Dombrovskis Addresses European Parliament on ECB Report

European Commission

It is a pleasure to participate in the debate of the ECON draft report on the European Central Bank.

I would like to thank the rapporteur, Mr. Johan Van Overtveldt, and the members of the committee for their insightful reflections.

The ex-post assessment of the ECB's activities by the European Parliament is essential for the democratic accountability of the ECB.

The Commission acknowledges the ECB's strong commitment and decisive action to ensuring price stability and the smooth transmission of the intended monetary policy stance across the euro area Member States.

The Commission welcomes the ECB's monetary policy measures.

They helped to keep inflation expectations anchored and contributed to falling inflation over the last three years after a high at the end of the COVID 19 pandemic.

Looking ahead, and in line with the latest ECB macroeconomic projections, the Commission autumn economic forecast foresees inflation in the euro area to stabilise around 2% over its forecast horizon, broadly in line with the ECB's inflation target, meaning 2% over the medium term.

In the short term, the economic picture is encouraging.

The euro area and EU economies are expected to continue growing at a moderate pace over the next two years, supported by a robust labour market, falling inflation and improving financing conditions.

Also, the deployment of the Recovery and Resilience Facility and other EU funds, notably cohesion, the fiscal stimulus in Germany, and the relatively healthy financial position of the corporate sector will support investment.

Further support could come from higher-than-expected defence spending and continued success in reinforcing and diversifying our trade relationships.

At the same time, Europe faces a number of important economic challenges.

The global economic environment is becoming increasingly adverse for Europe's competitiveness and resilience.

Rising protectionism is weighing on EU exporters and adding to Europe's lingering productivity problem.

At the same time, the EU's trade dependencies are being exploited and entail risks for our economic security.

Europe, therefore, must double its efforts to unlock its full growth potential.

We should complete the Single Market and the Saving and Investment Union, boost innovation, advance pro-competitive reforms and move forward with the simplification agenda.

And we need to diversify our trade partnerships and reduce dependencies.

This also means stepping up efforts to take our security in our own hands.

The agenda is clear.

Action is urgent.

Turning to the fiscal situation.

Public deficits and debt ratios have improved significantly since the COVID-19 pandemic.

However, we expect less positive developments in the coming years.

This largely reflects the need to increase defence spending.

Given the multiple demands on public finances and the still high debt levels in some Member States, we must be particularly vigilant to safeguard fiscal sustainability.

This will require important policy decisions on the composition and quality of public spending as well as revenues.

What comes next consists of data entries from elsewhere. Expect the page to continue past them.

mod availability;
mod error;
mod lifecycle;
mod listing;
mod mutations;
mod queries;
mod users;
mod validate;

pub use availability::{merge_fusible, AvailabilitySet};
pub use error::EngineError;
pub use lifecycle::{transition, Transition};
pub use listing::ListingState;
pub use users::{UserDirectory, UserState};

use std::collections::HashMap;
use std::io;
use std::path::PathBuf;
use std::sync::Arc;

use dashmap::DashMap;
use tokio::sync::{mpsc, oneshot, OwnedRwLockWriteGuard, RwLock};
use tracing::error;
use ulid::Ulid;

use crate::model::*;
use crate::wal::Wal;

pub type SharedListingState = Arc<RwLock<ListingState>>;

// ── Group-commit WAL channel ─────────────────────────────

pub(super) enum WalCommand {
    Append {
        event: Event,
        response: oneshot::Sender<io::Result<()>>,
    },
    Compact {
        events: Vec<Event>,
        response: oneshot::Sender<io::Result<()>>,
    },
    AppendsSinceCompact {
        response: oneshot::Sender<u64>,
    },
}

/// Background task that owns the WAL and batches appends for group commit.
/// Blocks for the first append, drains whatever else is already queued, then
/// fsyncs once for the whole batch and answers every sender.
async fn wal_writer_loop(mut wal: Wal, mut rx: mpsc::Receiver<WalCommand>) {
    while let Some(cmd) = rx.recv().await {
        match cmd {
            WalCommand::Append { event, response } => {
                let mut batch = vec![(event, response)];
                let mut pending = None;
                loop {
                    match rx.try_recv() {
                        Ok(WalCommand::Append { event, response }) => batch.push((event, response)),
                        Ok(other) => {
                            // Flush what we have before compacting or reporting.
                            pending = Some(other);
                            break;
                        }
                        Err(_) => break,
                    }
                }
                commit_batch(&mut wal, &mut batch);
                if let Some(other) = pending {
                    handle_non_append(&mut wal, other);
                }
            }
            other => handle_non_append(&mut wal, other),
        }
    }
}

fn commit_batch(wal: &mut Wal, batch: &mut Vec<(Event, oneshot::Sender<io::Result<()>>)>) {
    metrics::histogram!(crate::observability::WAL_FLUSH_BATCH_SIZE).record(batch.len() as f64);
    let flush_start = std::time::Instant::now();
    let result = flush_batch(wal, batch);
    metrics::histogram!(crate::observability::WAL_FLUSH_DURATION_SECONDS)
        .record(flush_start.elapsed().as_secs_f64());
    if let Err(e) = &result {
        error!(error = %e, batch = batch.len(), "WAL flush failed");
    }
    respond_batch(batch, &result);
}

/// All or nothing: on any error the log is cut back to where the batch began,
/// so no event whose sender sees `Err` survives into replay.
fn flush_batch(wal: &mut Wal, batch: &[(Event, oneshot::Sender<io::Result<()>>)]) -> io::Result<()> {
    let mark = wal.mark()?;
    let result = batch
        .iter()
        .try_for_each(|(event, _)| wal.append_buffered(event))
        .and_then(|()| wal.flush_sync());
    if result.is_err() {
        if let Err(e) = wal.rollback(mark) {
            error!(error = %e, "WAL rollback failed; log may hold events from a failed batch");
        }
    }
    result
}

fn respond_batch(batch: &mut Vec<(Event, oneshot::Sender<io::Result<()>>)>, result: &io::Result<()>) {
    for (_, tx) in batch.drain(..) {
        let r = match result {
            Ok(()) => Ok(()),
            Err(e) => Err(io::Error::new(e.kind(), e.to_string())),
        };
        let _ = tx.send(r);
    }
}

fn handle_non_append(wal: &mut Wal, cmd: WalCommand) {
    match cmd {
        WalCommand::Compact { events, response } => {
            let result = Wal::write_compact_file(wal.path(), &events).and_then(|()| wal.swap_compact_file());
            let _ = response.send(result);
        }
        WalCommand::AppendsSinceCompact { response } => {
            let _ = response.send(wal.appends_since_compact());
        }
        WalCommand::Append { .. } => unreachable!("appends are batched by the writer loop"),
    }
}

/// One marketplace: users, listings, and the bookings made against them.
pub struct Engine {
    pub state: DashMap<Ulid, SharedListingState>,
    pub(super) users: RwLock<UserDirectory>,
    pub(super) wal_tx: mpsc::Sender<WalCommand>,
    /// Reverse lookup: booking id → listing id
    pub(super) booking_to_listing: DashMap<Ulid, Ulid>,
    /// Mutations hold the read half from validation to commit; compaction
    /// takes the write half so its snapshot never misses an appended event.
    pub(super) commit_gate: RwLock<()>,
}

/// Apply a listing-scoped event to a ListingState (caller holds the lock).
/// Create/Delete and user events are handled at the map level.
fn apply_to_listing(ls: &mut ListingState, event: &Event) -> Result<(), EngineError> {
    match event {
        Event::AvailabilityAdded { range, .. } => ls.add_available_range(*range),
        Event::BookingRequested { id, user_id, range, .. } => ls.request_booking(*id, *user_id, *range).map(|_| ()),
        Event::BookingTransitioned { id, event, .. } => ls.transition_booking(*id, *event).map(|_| ()),
        Event::ListingCreated { .. }
        | Event::ListingDeleted { .. }
        | Event::UserRegistered { .. }
        | Event::UserDeleted { .. }
        | Event::UserUpdated { .. }
        | Event::FavoriteToggled { .. } => Ok(()),
    }
}

/// Build a listing, adding the initial ranges in order through `add`.
fn build_listing(
    id: Ulid,
    host_id: Ulid,
    title: String,
    location: Option<String>,
    description: Option<String>,
    capacity: u32,
    available: &[DateRange],
) -> Result<ListingState, EngineError> {
    let mut ls = ListingState::new(id, host_id, title, location, capacity);
    ls.description = description;
    for range in available {
        ls.add_available_range(*range)?;
    }
    Ok(ls)
}

/// Extract the listing id from a listing-scoped event.
fn event_listing_id(event: &Event) -> Option<Ulid> {
    match event {
        Event::AvailabilityAdded { listing_id, .. }
        | Event::BookingRequested { listing_id, .. }
        | Event::BookingTransitioned { listing_id, .. } => Some(*listing_id),
        Event::ListingCreated { id, .. } | Event::ListingDeleted { id } => Some(*id),
        Event::UserRegistered { .. }
        | Event::UserDeleted { .. }
        | Event::UserUpdated { .. }
        | Event::FavoriteToggled { .. } => None,
    }
}

fn replay_error(event: &Event, e: EngineError) -> io::Error {
    error!(?event, error = %e, "WAL replay produced an inconsistent state");
    io::Error::new(io::ErrorKind::InvalidData, format!("replay failed: {e}"))
}

impl Engine {
    pub fn new(wal_path: PathBuf) -> io::Result<Self> {
        let events = Wal::replay(&wal_path)?;
        let wal = Wal::open(&wal_path)?;
        let (wal_tx, wal_rx) = mpsc::channel(4096);

        // Replay into plain maps; nothing else can see them yet.
        let mut listings: HashMap<Ulid, ListingState> = HashMap::new();
        let mut users = UserDirectory::default();
        let booking_to_listing = DashMap::new();

        for event in &events {
            match event {
                Event::UserRegistered { id, username, email, phone } => {
                    users
                        .check_register(id, username, email, phone)
                        .map_err(|e| replay_error(event, e))?;
                    users.register(*id, username.clone(), email.clone(), phone.clone());
                }
                Event::UserDeleted { id } => {
                    users.remove(id);
                }
                Event::UserUpdated { id, username, email, phone } => {
                    users
                        .check_update(id, username, email, phone)
                        .map_err(|e| replay_error(event, e))?;
                    users.update(id, username.clone(), email.clone(), phone.clone());
                }
                Event::FavoriteToggled { user_id, listing_id } => {
                    users.toggle_favorite(user_id, *listing_id);
                }
                Event::ListingCreated { id, host_id, title, location, description, capacity, available } => {
                    let ls = build_listing(
                        *id,
                        *host_id,
                        title.clone(),
                        location.clone(),
                        description.clone(),
                        *capacity,
                        available,
                    )
                    .map_err(|e| replay_error(event, e))?;
                    listings.insert(*id, ls);
                }
                Event::ListingDeleted { id } => {
                    if let Some(ls) = listings.remove(id) {
                        for b in ls.bookings() {
                            booking_to_listing.remove(&b.id);
                        }
                    }
                    users.forget_listing(id);
                }
                other => {
                    let Some(listing_id) = event_listing_id(other) else { continue };
                    let Some(ls) = listings.get_mut(&listing_id) else { continue };
                    apply_to_listing(ls, other).map_err(|e| replay_error(other, e))?;
                    if let Event::BookingRequested { id, .. } = other {
                        booking_to_listing.insert(*id, listing_id);
                    }
                }
            }
        }

        tokio::spawn(wal_writer_loop(wal, wal_rx));

        let state = DashMap::with_capacity(listings.len());
        for (id, ls) in listings {
            state.insert(id, Arc::new(RwLock::new(ls)));
        }

        Ok(Self {
            state,
            users: RwLock::new(users),
            wal_tx,
            booking_to_listing,
            commit_gate: RwLock::new(()),
        })
    }

    /// Write event to WAL via the background group-commit writer.
    async fn wal_append(&self, event: &Event) -> Result<(), EngineError> {
        let (tx, rx) = oneshot::channel();
        self.wal_tx
            .send(WalCommand::Append {
                event: event.clone(),
                response: tx,
            })
            .await
            .map_err(|_| EngineError::WalError("WAL writer shut down".into()))?;
        rx.await
            .map_err(|_| EngineError::WalError("WAL writer dropped response".into()))?
            .map_err(|e| EngineError::WalError(e.to_string()))
    }

    pub fn get_listing(&self, id: &Ulid) -> Option<SharedListingState> {
        self.state.get(id).map(|e| e.value().clone())
    }

    pub fn get_listing_for_booking(&self, booking_id: &Ulid) -> Option<Ulid> {
        self.booking_to_listing.get(booking_id).map(|e| *e.value())
    }

    /// Stage `event` on a copy of the listing, make it durable, then swap the
    /// copy in. On any error (or if the future is dropped) the listing is
    /// left exactly as it was.
    pub(super) async fn commit_listing_event(&self, ls: &mut ListingState, event: &Event) -> Result<(), EngineError> {
        let mut staged = ls.clone();
        if let Err(e) = apply_to_listing(&mut staged, event) {
            if let EngineError::FatalConsistency { .. } = e {
                error!(listing = %ls.id, ?event, error = %e, "availability bookkeeping is inconsistent");
                metrics::counter!(crate::observability::CONSISTENCY_ERRORS_TOTAL).increment(1);
            }
            return Err(e);
        }
        self.wal_append(event).await?;
        *ls = staged;
        Ok(())
    }

    /// Acquire the listing's write lock. Fails with NotFound if the listing
    /// was deleted while we waited.
    pub(super) async fn lock_listing(&self, id: Ulid) -> Result<OwnedRwLockWriteGuard<ListingState>, EngineError> {
        let ls = self.get_listing(&id).ok_or(EngineError::NotFound(id))?;
        let guard = ls.clone().write_owned().await;
        let current = self.state.get(&id).is_some_and(|e| Arc::ptr_eq(e.value(), &ls));
        if !current {
            return Err(EngineError::NotFound(id));
        }
        Ok(guard)
    }

    /// Lookup booking → listing, acquire the listing's write lock.
    pub(super) async fn resolve_booking_write(
        &self,
        booking_id: &Ulid,
    ) -> Result<(Ulid, OwnedRwLockWriteGuard<ListingState>), EngineError> {
        let listing_id = self
            .get_listing_for_booking(booking_id)
            .ok_or(EngineError::NotFound(*booking_id))?;
        let guard = self.lock_listing(listing_id).await?;
        Ok((listing_id, guard))
    }
}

Let me also say a few words on the digital euro.

The ECB's technical preparatory work on the digital euro is progressing well.

Considering the recent geopolitical developments and in light of the quickly evolving payments landscape, swift progress on the digital euro proposal is more important than ever.

We hence welcome the Council's recent adoption of its negotiating position and appreciate the European Parliament's determination to form its position in a timely manner as well.

We need a truly autonomous European payment system, where digital euro and private solutions are interoperable with each other.

More broadly, we need to strengthen the international role of the Euro.

This means not only a wider use of the euro abroad.

It also means that we need to reinforce the resilience of our economic and monetary system, to deepen and integrate our financial markets, and foster innovation and competition in the payment systems to support de-risking and strategic autonomy, in a time in which the international order is rapidly fraying.

We have started working towards the identification of concrete policy actions to navigate the current evolving landscape and ensure the Union's capacity to safeguard its interests in an increasingly complex global order.

We need to carefully look into new developments such as the impact of crypto currencies, stablecoins and central bank digital currencies on Europe's payment infrastructure, new trends in EU trade and capital flows, and the role of our EU safety nets for macro-financial stability.

Of course, we will work closely together with the ECB on these matters.

And we will be happy to continue these important discussions with this House as well.